05/03/2013

Umbigo

Eu, criança ainda, enfiava o dedo no fundo do meu umbigo. Fazia umas cócegas. Daquelas cócegas que  dão mais vontade de gritar do que de rir. Eu não costumava gritar. Ou talvez eu fizesse em silêncio. Meus gritos. Eu, criança ainda, rabiscava muitos papeis. Por vezes usava dois ou três lápis de cor juntos.
Eu, agora, estava cutucando alguns pensamentos e enfiando o dedo no fundo do meu ouvido tirei um monte de palavras emboladas de lá. Elas estavam sem forma e já não diziam coisa alguma. Minhas palavras, assim como eu, aprenderam a ser silenciosas. Eu, agora, por falta de lembrar alguma poesia que pudesse traduzir o meu silêncio, minhas cócegas ou meu grito, comecei a escrever essas linhas. Na verdade também porque sempre gostei de rabiscar. Eu acredito nos meus rabiscos. Percebi outro dia que a poesia morreu. Já não sei mais o que chamar de poesia porque por muito tempo eu mesma era poesia; minhas cócegas, meus gritos, meu silêncio. Lamento dizer que me acostumei com tais ruídos e não reconheço mais poesia em nenhum deles. Estou feliz, ainda, porque meu umbigo ainda sente cócegas e eu ainda gosto de rabiscar. Se não fosse assim, eu morria junto com a minha poesia. 
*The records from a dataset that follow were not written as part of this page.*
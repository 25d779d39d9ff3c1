use nexus_containers::MinHeap;
use rand::rngs::StdRng;
use rand::{Rng, SeedableRng};

// =============================================================================
// Fixed scenarios
// =============================================================================

#[test]
fn min_extraction() {
    let mut heap = MinHeap::new();
    for v in [5, 3, 8, 1, 4] {
        heap.push(v);
    }

    assert_eq!(heap.peek(), Some(&1));
    assert_eq!(heap.remove_at(1), Some(1));
    assert_eq!(heap.peek(), Some(&3));
    heap.check_invariants().unwrap();
}

#[test]
fn empty_heap_is_idempotent() {
    let mut heap: MinHeap<i64> = MinHeap::new();

    for _ in 0..3 {
        assert_eq!(heap.peek(), None);
        assert_eq!(heap.remove_at(1), None);
        assert_eq!(heap.pop(), None);
        assert!(heap.is_empty());
        assert_eq!(heap.len(), 0);
    }
}

#[test]
fn size_law() {
    let mut heap = MinHeap::new();
    for i in 0..64u32 {
        heap.push(i.wrapping_mul(2_654_435_761) % 97);
    }

    let mut removed = 0;
    while heap.len() > 10 {
        let pos = heap.len() / 3 + 1;
        assert!(heap.remove_at(pos).is_some());
        removed += 1;
        assert_eq!(heap.len(), 64 - removed);
    }
    heap.check_invariants().unwrap();
}

#[test]
fn removal_by_tracked_value() {
    let mut heap: MinHeap<&str> = ["pear", "apple", "fig", "kiwi", "date"]
        .into_iter()
        .collect();

    let pos = heap.position(&"fig").unwrap();
    assert_eq!(heap.remove_at(pos), Some("fig"));
    assert_eq!(heap.position(&"fig"), None);
    heap.check_invariants().unwrap();

    assert_eq!(
        heap.into_sorted_vec(),
        vec!["apple", "date", "kiwi", "pear"]
    );
}

#[test]
fn clear_and_reuse() {
    let mut heap: MinHeap<u8> = (0..10).rev().collect();
    heap.clear();
    assert!(heap.is_empty());

    heap.push(3);
    heap.push(2);
    assert_eq!(heap.pop(), Some(2));
}

// =============================================================================
// Randomized against a sorted model
// =============================================================================

#[test]
fn random_operations_match_model() {
    let mut rng = StdRng::seed_from_u64(0x5eed_4ea9);

    for _ in 0..20 {
        let mut heap = MinHeap::new();
        let mut model: Vec<i32> = Vec::new();

        for _ in 0..500 {
            if model.is_empty() || rng.gen_bool(0.55) {
                let v = rng.gen_range(-50..50);
                heap.push(v);
                model.push(v);
            } else {
                let pos = rng.gen_range(1..=heap.len());
                let removed = heap.remove_at(pos).unwrap();
                let at = model.iter().position(|&m| m == removed).unwrap();
                model.swap_remove(at);
            }

            heap.check_invariants().unwrap();
            assert_eq!(heap.len(), model.len());
            assert_eq!(heap.peek(), model.iter().min());
        }

        model.sort_unstable();
        assert_eq!(heap.into_sorted_vec(), model);
    }
}

#[test]
fn random_invalid_positions_leave_heap_unchanged() {
    let mut rng = StdRng::seed_from_u64(7);
    let mut heap: MinHeap<u16> = (0..32).map(|_| rng.r#gen()).collect();
    let before = heap.as_slice().to_vec();

    assert_eq!(heap.remove_at(0), None);
    assert_eq!(heap.remove_at(33), None);
    assert_eq!(heap.remove_at(usize::MAX), None);
    assert_eq!(heap.as_slice(), &before[..]);
}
Minha mãe nasceu de palavras. E eu sou nascida de luz. Desde meu nascimento eu sou uma concha furta cor que rabisca todas as cores da luz e escreve na areia todas as palavras da história. Se há algo que eu sou é o que eu não sou; sou o limite entre o silêncio e o grito: eu mesma sou silêncio, palavra e grito. Palavra é pouco mais do que luz. A minha mãe era mais real do que eu sou; minha mãe me imaginou, assim como a palavra imagina a luz, assim como os olhos imaginam luz quando leem a palavra luz. Sei que minha mãe e todos seus irmãos já fizeram um bom trabalho com as palavras. Há poesia no mundo há muito tempo;
Mas mamãe está cansada e não quer mais fazer poesia. Ela quer que as palavras mergulhem num umbigo quieto e deitem lá no fundo, para eu poder afundar meu dedo até o fim do meu corpo, até o limite de nós duas, e sentir minhas cócegas, em silêncio.